As expected, the Census numbers showed poverty had increased in 2002 due to the economic downturn; however, the poverty rise was quite modest when compared to prior recessions. For example, the report showed that during the first two years of the current downturn the number of poor children increased by 550,000 or one half of 1% of all children. By contrast, in each of the previous three recessions (back to the early 1970s) child poverty increased, on average, by two and a half percentage points over the same period-or five times as much. In its impact on poverty, the economic slowdown from which we are now emerging was one of the mildest on record.
But what is more remarkable is the story behind the Census figures: The actual living conditions of the individuals the government deems to be poor. For most Americans the word “poverty” suggests destitution: an inability to provide a family with nutritious food, clothing and reasonable shelter. But only a small number of the 35 million persons classified as “poor” by the Census Bureau fit that description.
While real material hardship certainly does occur, it is limited in scope and severity. The bulk of the “poor” live in material conditions that would have been judged as comfortable or well-off just a few generations ago. Today, the expenditures per person of the lowest income one-fifth (or quintile) of households equal those of the median American household in the early 1970s, after adjusting for inflation.
Microwaves and Stereos
The following are facts about persons defined as “poor” by the Census Bureau, taken from various government reports:
As a group the poor are far from being chronically undernourished. The average consumption of protein, vitamins and minerals is virtually the same for poor and middle-class children, and in most cases is well above recommended norms. Poor children actually consume more meat than do higher-income children and have average protein intakes 100% above recommended levels. Most poor children today are in fact super-nourished, on average growing up to be one inch taller and ten pounds heavier than the GIs who stormed the beaches of Normandy in World War II.
While the poor are generally well nourished, some poor families do experience hunger, meaning a temporary discomfort due to food shortages. According to the U.S. Department of Agriculture, 13% of poor families and 2.6% of poor children experience hunger at some point during the year. In most cases their hunger is short-term. Overall, 84% of the poor report their families have “enough” food to eat, while only 3% say they “often” do not have enough to eat.
Overall, the typical American, defined as poor by the government, has a car, air conditioning, a refrigerator, stove, clothes washer and dryer and a microwave. He has two color televisions, cable or satellite TV reception, a VCR or DVD player and a stereo. He is able to obtain medical care. His home is in good repair and is not over-crowded.
By his own report, his family is not hungry and in the last year he had sufficient funds to meet his familys essential needs. While this individuals life is not opulent, it is equally far from the popular images of dire poverty conveyed by the press, liberal activists and politicians.

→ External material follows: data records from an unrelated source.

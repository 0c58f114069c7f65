use std::fs::{self, File, OpenOptions};
use std::io::{self, BufReader, BufWriter, Read, Write};
use std::path::{Path, PathBuf};

use crate::model::Event;

/// Larger length prefixes can only come from a corrupt tail.
const MAX_FRAME_LEN: usize = 16 * 1024 * 1024;

/// Frame one event as `[len][bincode][crc32]`.
fn encode_frame(writer: &mut impl Write, event: &Event) -> io::Result<()> {
    let payload =
        bincode::serialize(event).map_err(|e| io::Error::new(io::ErrorKind::InvalidData, e))?;
    let len = u32::try_from(payload.len())
        .map_err(|_| io::Error::new(io::ErrorKind::InvalidData, "WAL frame too large"))?;
    writer.write_all(&len.to_le_bytes())?;
    writer.write_all(&payload)?;
    writer.write_all(&crc32fast::hash(&payload).to_le_bytes())?;
    Ok(())
}

/// Read one frame. `Ok(None)` means clean end of log or a torn/corrupt tail.
fn decode_frame(reader: &mut impl Read) -> io::Result<Option<Event>> {
    let mut len_buf = [0u8; 4];
    if !read_full(reader, &mut len_buf)? {
        return Ok(None);
    }
    let len = u32::from_le_bytes(len_buf) as usize;
    if len > MAX_FRAME_LEN {
        return Ok(None);
    }
    let mut payload = vec![0u8; len];
    if !read_full(reader, &mut payload)? {
        return Ok(None);
    }
    let mut crc_buf = [0u8; 4];
    if !read_full(reader, &mut crc_buf)? {
        return Ok(None);
    }
    if u32::from_le_bytes(crc_buf) != crc32fast::hash(&payload) {
        return Ok(None);
    }
    Ok(bincode::deserialize::<Event>(&payload).ok())
}

/// `read_exact` that reports a short read as `false` instead of an error.
fn read_full(reader: &mut impl Read, buf: &mut [u8]) -> io::Result<bool> {
    match reader.read_exact(buf) {
        Ok(()) => Ok(true),
        Err(e) if e.kind() == io::ErrorKind::UnexpectedEof => Ok(false),
        Err(e) => Err(e),
    }
}

/// Append-only log of doctor and appointment writes.
///
/// Each entry is `[u32: len][bincode: Event][u32: crc32]`, little endian.
/// A crash mid-append leaves a torn last entry, which replay drops.
pub struct Wal {
    writer: BufWriter<File>,
    path: PathBuf,
    appends_since_compact: u64,
}

impl Wal {
    pub fn open(path: &Path) -> io::Result<Self> {
        let file = OpenOptions::new().create(true).append(true).open(path)?;
        Ok(Self {
            writer: BufWriter::new(file),
            path: path.to_path_buf(),
            appends_since_compact: 0,
        })
    }

    #[cfg(test)]
    pub fn append(&mut self, event: &Event) -> io::Result<()> {
        self.append_buffered(event)?;
        self.flush_sync()
    }

    /// Buffer an event without syncing; durable only after `flush_sync`.
    pub fn append_buffered(&mut self, event: &Event) -> io::Result<()> {
        encode_frame(&mut self.writer, event)?;
        self.appends_since_compact += 1;
        Ok(())
    }

    pub fn flush_sync(&mut self) -> io::Result<()> {
        self.writer.flush()?;
        self.writer.get_ref().sync_all()
    }

    pub fn path(&self) -> &Path {
        &self.path
    }

    pub fn appends_since_compact(&self) -> u64 {
        self.appends_since_compact
    }

    /// Write a compacted log next to `path` (as `*.wal.tmp`) and fsync it.
    pub fn write_compact_file(path: &Path, events: &[Event]) -> io::Result<()> {
        let mut writer = BufWriter::new(File::create(path.with_extension("wal.tmp"))?);
        for event in events {
            encode_frame(&mut writer, event)?;
        }
        writer.flush()?;
        writer.get_ref().sync_all()
    }

    /// Rename the compacted file over the live log and reopen it for appends.
    pub fn swap_compact_file(&mut self) -> io::Result<()> {
        fs::rename(self.path.with_extension("wal.tmp"), &self.path)?;
        let file = OpenOptions::new().create(true).append(true).open(&self.path)?;
        self.writer = BufWriter::new(file);
        self.appends_since_compact = 0;
        Ok(())
    }

    #[cfg(test)]
    pub fn compact(&mut self, events: &[Event]) -> io::Result<()> {
        Self::write_compact_file(&self.path, events)?;
        self.swap_compact_file()
    }

    /// Every intact event in the log, in append order. A missing file is an empty log.
    pub fn replay(path: &Path) -> io::Result<Vec<Event>> {
        let file = match File::open(path) {
            Ok(f) => f,
            Err(e) if e.kind() == io::ErrorKind::NotFound => return Ok(Vec::new()),
            Err(e) => return Err(e),
        };
        let mut reader = BufReader::new(file);
        let mut events = Vec::new();
        while let Some(event) = decode_frame(&mut reader)? {
            events.push(event);
        }
        Ok(events)
    }
}
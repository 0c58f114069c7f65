use std::path::{Path, PathBuf};

use chrono::NaiveTime;

use crate::engine::WorkingHours;
use crate::store::StoreOptions;
use crate::time;

/// Server settings, read from `SLOTBOOK_*` environment variables.
#[derive(Debug, Clone)]
pub struct Config {
    pub bind: String,
    pub port: u16,
    pub data_dir: PathBuf,
    pub max_connections: usize,
    pub compact_threshold: u64,
    pub metrics_port: Option<u16>,
    pub tls_cert: Option<String>,
    pub tls_key: Option<String>,
    pub working_hours: WorkingHours,
    pub range_exclusion: bool,
}

#[derive(Debug, thiserror::Error)]
pub enum ConfigError {
    #[error("{var}: cannot parse {value:?}")]
    Invalid { var: &'static str, value: String },
    #[error("working hours start {start} must be before end {end}")]
    EmptyWorkingDay { start: NaiveTime, end: NaiveTime },
    #[error("both SLOTBOOK_TLS_CERT and SLOTBOOK_TLS_KEY must be set, or neither")]
    PartialTls,
}

impl Default for Config {
    fn default() -> Self {
        Self {
            bind: "0.0.0.0".into(),
            port: 5433,
            data_dir: PathBuf::from("./data"),
            max_connections: 256,
            compact_threshold: 1000,
            metrics_port: None,
            tls_cert: None,
            tls_key: None,
            working_hours: WorkingHours::default(),
            range_exclusion: true,
        }
    }
}

fn parse_or<T: std::str::FromStr>(
    var: &'static str,
    value: Option<String>,
    default: T,
) -> Result<T, ConfigError> {
    match value {
        None => Ok(default),
        Some(v) => v.trim().parse().map_err(|_| ConfigError::Invalid { var, value: v }),
    }
}

fn parse_time_or(
    var: &'static str,
    value: Option<String>,
    default: NaiveTime,
) -> Result<NaiveTime, ConfigError> {
    match value {
        None => Ok(default),
        Some(v) => time::parse_time_of_day(&v).ok_or(ConfigError::Invalid { var, value: v }),
    }
}

fn parse_switch(var: &'static str, value: Option<String>, default: bool) -> Result<bool, ConfigError> {
    let Some(v) = value else { return Ok(default) };
    match v.trim().to_ascii_lowercase().as_str() {
        "on" | "true" | "1" | "yes" => Ok(true),
        "off" | "false" | "0" | "no" => Ok(false),
        _ => Err(ConfigError::Invalid { var, value: v }),
    }
}

impl Config {
    pub fn from_env() -> Result<Self, ConfigError> {
        Self::from_lookup(|var| std::env::var(var).ok())
    }

    /// Build from any variable source; `lookup` returns `None` for unset variables.
    pub fn from_lookup(lookup: impl Fn(&str) -> Option<String>) -> Result<Self, ConfigError> {
        let defaults = Self::default();

        let metrics_port = match lookup("SLOTBOOK_METRICS_PORT") {
            None => None,
            Some(v) => Some(parse_or("SLOTBOOK_METRICS_PORT", Some(v), 0u16)?),
        };

        let tls_cert = lookup("SLOTBOOK_TLS_CERT");
        let tls_key = lookup("SLOTBOOK_TLS_KEY");
        if tls_cert.is_some() != tls_key.is_some() {
            return Err(ConfigError::PartialTls);
        }

        let working_hours = WorkingHours {
            start: parse_time_or(
                "SLOTBOOK_WORKING_HOURS_START",
                lookup("SLOTBOOK_WORKING_HOURS_START"),
                defaults.working_hours.start,
            )?,
            end: parse_time_or(
                "SLOTBOOK_WORKING_HOURS_END",
                lookup("SLOTBOOK_WORKING_HOURS_END"),
                defaults.working_hours.end,
            )?,
        };
        if working_hours.start >= working_hours.end {
            return Err(ConfigError::EmptyWorkingDay {
                start: working_hours.start,
                end: working_hours.end,
            });
        }

        Ok(Self {
            bind: lookup("SLOTBOOK_BIND").unwrap_or(defaults.bind),
            port: parse_or("SLOTBOOK_PORT", lookup("SLOTBOOK_PORT"), defaults.port)?,
            data_dir: lookup("SLOTBOOK_DATA_DIR")
                .map(PathBuf::from)
                .unwrap_or(defaults.data_dir),
            max_connections: parse_or(
                "SLOTBOOK_MAX_CONNECTIONS",
                lookup("SLOTBOOK_MAX_CONNECTIONS"),
                defaults.max_connections,
            )?,
            compact_threshold: parse_or(
                "SLOTBOOK_COMPACT_THRESHOLD",
                lookup("SLOTBOOK_COMPACT_THRESHOLD"),
                defaults.compact_threshold,
            )?,
            metrics_port,
            tls_cert,
            tls_key,
            working_hours,
            range_exclusion: parse_switch(
                "SLOTBOOK_RANGE_EXCLUSION",
                lookup("SLOTBOOK_RANGE_EXCLUSION"),
                defaults.range_exclusion,
            )?,
        })
    }

    pub fn wal_path(&self) -> PathBuf {
        self.data_dir.join("slotbook.wal")
    }

    pub fn listen_addr(&self) -> String {
        format!("{}:{}", self.bind, self.port)
    }

    /// Cert and key paths when TLS is configured.
    pub fn tls_files(&self) -> Option<(&Path, &Path)> {
        match (&self.tls_cert, &self.tls_key) {
            (Some(cert), Some(key)) => Some((Path::new(cert), Path::new(key))),
            _ => None,
        }
    }

    pub fn store_options(&self) -> StoreOptions {
        StoreOptions {
            range_exclusion: self.range_exclusion,
        }
    }
}

#[cfg(test)]
mod tests {
    use super::*;
    use std::collections::HashMap;

    fn config(vars: &[(&str, &str)]) -> Result<Config, ConfigError> {
        let vars: HashMap<String, String> = vars
            .iter()
            .map(|(k, v)| (k.to_string(), v.to_string()))
            .collect();
        Config::from_lookup(|k| vars.get(k).cloned())
    }

    #[test]
    fn defaults_when_unset() {
        let c = config(&[]).unwrap();
        assert_eq!(c.listen_addr(), "0.0.0.0:5433");
        assert_eq!(c.wal_path(), PathBuf::from("./data/slotbook.wal"));
        assert_eq!(c.max_connections, 256);
        assert_eq!(c.compact_threshold, 1000);
        assert_eq!(c.metrics_port, None);
        assert_eq!(c.working_hours, WorkingHours::default());
        assert!(c.range_exclusion);
    }

    #[test]
    fn reads_overrides() {
        let c = config(&[
            ("SLOTBOOK_PORT", "6000"),
            ("SLOTBOOK_DATA_DIR", "/var/lib/slotbook"),
            ("SLOTBOOK_METRICS_PORT", "9100"),
            ("SLOTBOOK_WORKING_HOURS_START", "08:30"),
            ("SLOTBOOK_WORKING_HOURS_END", "18:00"),
            ("SLOTBOOK_RANGE_EXCLUSION", "off"),
        ])
        .unwrap();
        assert_eq!(c.port, 6000);
        assert_eq!(c.wal_path(), PathBuf::from("/var/lib/slotbook/slotbook.wal"));
        assert_eq!(c.metrics_port, Some(9100));
        assert_eq!(c.working_hours.start, NaiveTime::from_hms_opt(8, 30, 0).unwrap());
        assert_eq!(c.working_hours.end, NaiveTime::from_hms_opt(18, 0, 0).unwrap());
        assert!(!c.store_options().range_exclusion);
    }

    #[test]
    fn rejects_inverted_hours() {
        let err = config(&[
            ("SLOTBOOK_WORKING_HOURS_START", "17:00"),
            ("SLOTBOOK_WORKING_HOURS_END", "09:00"),
        ])
        .unwrap_err();
        assert!(matches!(err, ConfigError::EmptyWorkingDay { .. }));
    }

    #[test]
    fn rejects_garbage() {
        assert!(matches!(
            config(&[("SLOTBOOK_PORT", "many")]),
            Err(ConfigError::Invalid { var: "SLOTBOOK_PORT", .. })
        ));
        assert!(config(&[("SLOTBOOK_WORKING_HOURS_END", "5pm")]).is_err());
        assert!(config(&[("SLOTBOOK_RANGE_EXCLUSION", "maybe")]).is_err());
    }

    #[test]
    fn tls_needs_both_files() {
        assert!(matches!(
            config(&[("SLOTBOOK_TLS_CERT", "cert.pem")]),
            Err(ConfigError::PartialTls)
        ));
        let c = config(&[("SLOTBOOK_TLS_CERT", "c.pem"), ("SLOTBOOK_TLS_KEY", "k.pem")]).unwrap();
        assert_eq!(c.tls_key.as_deref(), Some("k.pem"));
        assert_eq!(c.tls_files(), Some((Path::new("c.pem"), Path::new("k.pem"))));
        assert_eq!(config(&[]).unwrap().tls_files(), None);
    }
}
//! Conversions between calendar values and [`Ms`].
//!
//! All times are naive wall-clock times in a single implicit timezone; the
//! millisecond values are computed as if that zone were UTC.

use chrono::{DateTime, NaiveDate, NaiveDateTime, NaiveTime, Timelike};

use crate::model::{Ms, Span};

pub fn now_ms() -> Ms {
    chrono::Utc::now().timestamp_millis()
}

pub fn to_ms(dt: NaiveDateTime) -> Ms {
    dt.and_utc().timestamp_millis()
}

pub fn from_ms(ms: Ms) -> Option<NaiveDateTime> {
    DateTime::from_timestamp_millis(ms).map(|dt| dt.naive_utc())
}

/// `[date @ start, date @ end)` for the configured working hours.
pub fn day_window(date: NaiveDate, start: NaiveTime, end: NaiveTime) -> Span {
    Span::new(to_ms(date.and_time(start)), to_ms(date.and_time(end)))
}

/// ISO-8601 local date-time: `2030-01-02T10:00`, with seconds only when non-zero.
pub fn format_ms(ms: Ms) -> String {
    match from_ms(ms) {
        Some(dt) if dt.second() == 0 && dt.nanosecond() == 0 => {
            dt.format("%Y-%m-%dT%H:%M").to_string()
        }
        Some(dt) => dt.format("%Y-%m-%dT%H:%M:%S").to_string(),
        None => ms.to_string(),
    }
}

/// Parse an ISO local date-time (`T` or space separated, optional seconds).
pub fn parse_datetime(s: &str) -> Option<Ms> {
    const FORMATS: [&str; 4] = [
        "%Y-%m-%dT%H:%M:%S%.f",
        "%Y-%m-%dT%H:%M",
        "%Y-%m-%d %H:%M:%S%.f",
        "%Y-%m-%d %H:%M",
    ];
    let s = s.trim();
    FORMATS
        .iter()
        .find_map(|fmt| NaiveDateTime::parse_from_str(s, fmt).ok())
        .map(to_ms)
}

pub fn parse_date(s: &str) -> Option<NaiveDate> {
    NaiveDate::parse_from_str(s.trim(), "%Y-%m-%d").ok()
}

/// Parse a time of day, `HH:MM` or `HH:MM:SS`.
pub fn parse_time_of_day(s: &str) -> Option<NaiveTime> {
    let s = s.trim();
    NaiveTime::parse_from_str(s, "%H:%M:%S")
        .or_else(|_| NaiveTime::parse_from_str(s, "%H:%M"))
        .ok()
}

#[cfg(test)]
mod tests {
    use super::*;

    fn date(s: &str) -> NaiveDate {
        parse_date(s).unwrap()
    }

    #[test]
    fn format_omits_zero_seconds() {
        let ms = parse_datetime("2030-01-02T10:00").unwrap();
        assert_eq!(format_ms(ms), "2030-01-02T10:00");
        assert_eq!(format_ms(ms + 15_000), "2030-01-02T10:00:15");
    }

    #[test]
    fn parse_accepts_space_and_seconds() {
        let a = parse_datetime("2030-01-02T10:30").unwrap();
        let b = parse_datetime("2030-01-02 10:30:00").unwrap();
        assert_eq!(a, b);
        assert!(parse_datetime("2030-01-02").is_none());
        assert!(parse_datetime("tomorrow").is_none());
    }

    #[test]
    fn day_window_spans_working_hours() {
        let w = day_window(
            date("2030-01-02"),
            parse_time_of_day("09:00").unwrap(),
            parse_time_of_day("12:00").unwrap(),
        );
        assert_eq!(w.duration_ms(), 3 * 3_600_000);
        assert_eq!(format_ms(w.start), "2030-01-02T09:00");
        assert_eq!(format_ms(w.end), "2030-01-02T12:00");
    }

    #[test]
    fn time_of_day_formats() {
        assert_eq!(
            parse_time_of_day("09:30"),
            NaiveTime::from_hms_opt(9, 30, 0)
        );
        assert_eq!(
            parse_time_of_day("17:00:30"),
            NaiveTime::from_hms_opt(17, 0, 30)
        );
        assert!(parse_time_of_day("25:00").is_none());
    }
}
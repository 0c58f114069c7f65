mod memory;
mod writer;

pub use memory::{InMemoryStore, StoreOptions};

use std::sync::Arc;

use async_trait::async_trait;
use tracing::debug;
use ulid::Ulid;

use crate::model::*;

#[derive(Debug, thiserror::Error)]
pub enum StoreError {
    /// Another row already holds this `(doctor_id, start)` key or id, or the
    /// doctor's contact email is taken.
    #[error("unique constraint violated: {0}")]
    UniqueViolation(String),
    /// The row changed since the writer read it.
    #[error("version conflict on {id}: expected {expected}, found {found}")]
    VersionConflict { id: Ulid, expected: u64, found: u64 },
    /// A CONFIRMED row would overlap another CONFIRMED row of the same doctor.
    #[error("range exclusion violated by {0}")]
    RangeOverlap(Ulid),
    #[error("unknown doctor: {0}")]
    UnknownDoctor(Ulid),
    #[error("no such row: {0}")]
    NotFound(Ulid),
    #[error("store limit exceeded: {0}")]
    LimitExceeded(&'static str),
    #[error("{0}: commit without a staged write")]
    NothingStaged(&'static str),
    #[error("WAL error: {0}")]
    Wal(String),
}

/// Appointment persistence the booking core relies on.
///
/// Implementations must apply each `upsert` atomically and enforce:
/// uniqueness of `(doctor_id, span.start)`, and the version guard on updates.
#[async_trait]
pub trait ReservationStore: Send + Sync {
    /// Rows of `doctor_id` with `status` whose span satisfies
    /// `row.start < window.end && row.end > window.start`, ordered by start.
    async fn find_overlapping(
        &self,
        doctor_id: Ulid,
        status: AppointmentStatus,
        window: Span,
    ) -> Result<Vec<Appointment>, StoreError>;

    async fn find_exact(&self, doctor_id: Ulid, start: Ms) -> Result<Option<Appointment>, StoreError>;

    async fn find_by_id(&self, id: Ulid) -> Result<Option<Appointment>, StoreError>;

    /// `expected_version = None` inserts a fresh row (version 0).
    /// `Some(v)` updates the row with `appointment.id`, only if its version is still `v`;
    /// the stored version becomes `v + 1`. Returns the row as stored.
    async fn upsert(
        &self,
        appointment: Appointment,
        expected_version: Option<u64>,
    ) -> Result<Appointment, StoreError>;
}

/// Doctor records consumed by the core.
#[async_trait]
pub trait DoctorDirectory: Send + Sync {
    async fn get_doctor(&self, id: Ulid) -> Result<Option<Doctor>, StoreError>;

    /// Fails with `UniqueViolation` when the contact email (case-insensitive) is taken.
    async fn insert_doctor(&self, doctor: Doctor) -> Result<Doctor, StoreError>;

    /// All doctors ordered by id.
    async fn list_doctors(&self) -> Result<Vec<Doctor>, StoreError>;
}

/// A single read-decide-write sequence against a [`ReservationStore`].
///
/// Reads go straight to the store (read committed). At most one write is
/// staged and applied by [`UnitOfWork::commit`]. Dropping an uncommitted unit
/// aborts it: nothing staged reaches the store.
pub struct UnitOfWork {
    store: Arc<dyn ReservationStore>,
    label: &'static str,
    staged: Option<(Appointment, Option<u64>)>,
    finished: bool,
}

impl UnitOfWork {
    pub fn begin(store: Arc<dyn ReservationStore>, label: &'static str) -> Self {
        Self {
            store,
            label,
            staged: None,
            finished: false,
        }
    }

    pub async fn find_overlapping(
        &self,
        doctor_id: Ulid,
        status: AppointmentStatus,
        window: Span,
    ) -> Result<Vec<Appointment>, StoreError> {
        self.store.find_overlapping(doctor_id, status, window).await
    }

    pub async fn find_exact(&self, doctor_id: Ulid, start: Ms) -> Result<Option<Appointment>, StoreError> {
        self.store.find_exact(doctor_id, start).await
    }

    pub async fn find_by_id(&self, id: Ulid) -> Result<Option<Appointment>, StoreError> {
        self.store.find_by_id(id).await
    }

    /// Stage the unit's write. A later call replaces an earlier one.
    pub fn stage(&mut self, appointment: Appointment, expected_version: Option<u64>) {
        self.staged = Some((appointment, expected_version));
    }

    /// Apply the staged write. Committing with nothing staged is a store error.
    pub async fn commit(mut self) -> Result<Appointment, StoreError> {
        self.finished = true;
        let (appointment, expected_version) = self
            .staged
            .take()
            .ok_or(StoreError::NothingStaged(self.label))?;
        let result = self.store.upsert(appointment, expected_version).await;
        if let Err(e) = &result {
            debug!(unit = self.label, "unit of work rejected at commit: {e}");
            metrics::counter!(crate::observability::UNITS_ABORTED_TOTAL, "unit" => self.label)
                .increment(1);
        }
        result
    }
}

impl Drop for UnitOfWork {
    fn drop(&mut self) {
        if !self.finished {
            debug!(unit = self.label, staged = self.staged.is_some(), "unit of work aborted");
            metrics::counter!(crate::observability::UNITS_ABORTED_TOTAL, "unit" => self.label)
                .increment(1);
        }
    }
}

#[cfg(test)]
mod tests {
    use super::*;

    fn test_store(name: &str) -> Arc<InMemoryStore> {
        let dir = std::env::temp_dir().join("slotbook_test_uow");
        std::fs::create_dir_all(&dir).unwrap();
        let path = dir.join(name);
        let _ = std::fs::remove_file(&path);
        Arc::new(InMemoryStore::open(path, StoreOptions::default()).unwrap())
    }

    async fn doctor(store: &InMemoryStore) -> Doctor {
        store
            .insert_doctor(Doctor {
                id: Ulid::new(),
                name: "Dr. House".into(),
                specialization: "Diagnostics".into(),
                contact_email: format!("{}@example.com", Ulid::new()),
                slot_minutes: 30,
            })
            .await
            .unwrap()
    }

    #[tokio::test]
    async fn dropped_unit_writes_nothing() {
        let store = test_store("dropped.wal");
        let d = doctor(&store).await;
        {
            let mut uow = UnitOfWork::begin(store.clone(), "test");
            uow.stage(Appointment::confirmed(d.id, "Alice".into(), d.slot_at(0)), None);
        }
        assert!(store.find_exact(d.id, 0).await.unwrap().is_none());
    }

    #[tokio::test]
    async fn commit_applies_staged_write() {
        let store = test_store("commit.wal");
        let d = doctor(&store).await;
        let mut uow = UnitOfWork::begin(store.clone(), "test");
        uow.stage(Appointment::confirmed(d.id, "Alice".into(), d.slot_at(0)), None);
        let saved = uow.commit().await.unwrap();
        assert_eq!(saved.version, 0);
        assert_eq!(store.find_exact(d.id, 0).await.unwrap(), Some(saved));
    }

    #[tokio::test]
    async fn commit_without_stage_fails() {
        let store = test_store("empty_commit.wal");
        let uow = UnitOfWork::begin(store, "test");
        assert!(uow.commit().await.is_err());
    }
}
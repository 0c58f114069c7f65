use std::fs::File;
use std::io::{self, BufReader, ErrorKind};
use std::path::Path;
use std::sync::Arc;

use pgwire::tokio::tokio_rustls::rustls::pki_types::{CertificateDer, PrivateKeyDer};
use pgwire::tokio::tokio_rustls::rustls::ServerConfig;
use pgwire::tokio::TlsAcceptor;

fn open(path: &Path) -> io::Result<BufReader<File>> {
    File::open(path)
        .map(BufReader::new)
        .map_err(|e| io::Error::new(e.kind(), format!("{}: {e}", path.display())))
}

fn load_certs(path: &Path) -> io::Result<Vec<CertificateDer<'static>>> {
    let certs: Vec<_> = rustls_pemfile::certs(&mut open(path)?).collect::<Result<_, _>>()?;
    if certs.is_empty() {
        return Err(io::Error::new(
            ErrorKind::InvalidInput,
            format!("{}: no certificates found", path.display()),
        ));
    }
    Ok(certs)
}

fn load_key(path: &Path) -> io::Result<PrivateKeyDer<'static>> {
    rustls_pemfile::private_key(&mut open(path)?)?.ok_or_else(|| {
        io::Error::new(
            ErrorKind::InvalidInput,
            format!("{}: no private key found", path.display()),
        )
    })
}

/// Build the acceptor for `(cert, key)` PEM files. `None` serves plaintext only.
pub fn load_tls_acceptor(files: Option<(&Path, &Path)>) -> io::Result<Option<TlsAcceptor>> {
    let Some((cert_path, key_path)) = files else {
        return Ok(None);
    };

    let certs = load_certs(cert_path)?;
    let key = load_key(key_path)?;

    let mut config = ServerConfig::builder()
        .with_no_client_auth()
        .with_single_cert(certs, key)
        .map_err(|e| io::Error::new(ErrorKind::InvalidInput, e))?;
    config.alpn_protocols = vec![b"postgresql".to_vec()];

    Ok(Some(TlsAcceptor::from(Arc::new(config))))
}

Still, “poverty”, even as defined by the broad standards of the Census Bureau, can be reduced further, particularly among children. There are two main reasons American children are poor: Their parents dont work much, and fathers are absent from the home. In good economic times or bad, the typical poor family with children is supported by only 800 hours of work during a year-that amounts to 16 hours of work per week. If work in each family were raised to 2,000 hours per year-the equivalent of one adult working 40 hours per week through the year-nearly 75% of poor children would be lifted out of official poverty.
Not having a dad around is another reliable pathway down into poverty. Nearly two-thirds of poor children reside in single-parent homes. Each year an additional 1.3 million children are born out-of-wedlock. If poor mothers married the fathers of their children, almost three quarters would immediately be lifted out of poverty.
While work and marriage are steady ladders out of poverty, the welfare system perversely remains hostile to both. Major programs such as Food Stamps, public housing, and Medicaid continue to reward idleness and penalize marriage. If welfare could be turned around to encourage work and marriage, remaining poverty would drop quickly.
Still, in a sense, the poor will always be with us. The liberal grievance industry needs an abundant supply of apparent victims to keep its motors running. Without a permanent victim class, liberals cannot survive. Thus, in liberal imagination and rhetoric, the microwave must always be bare.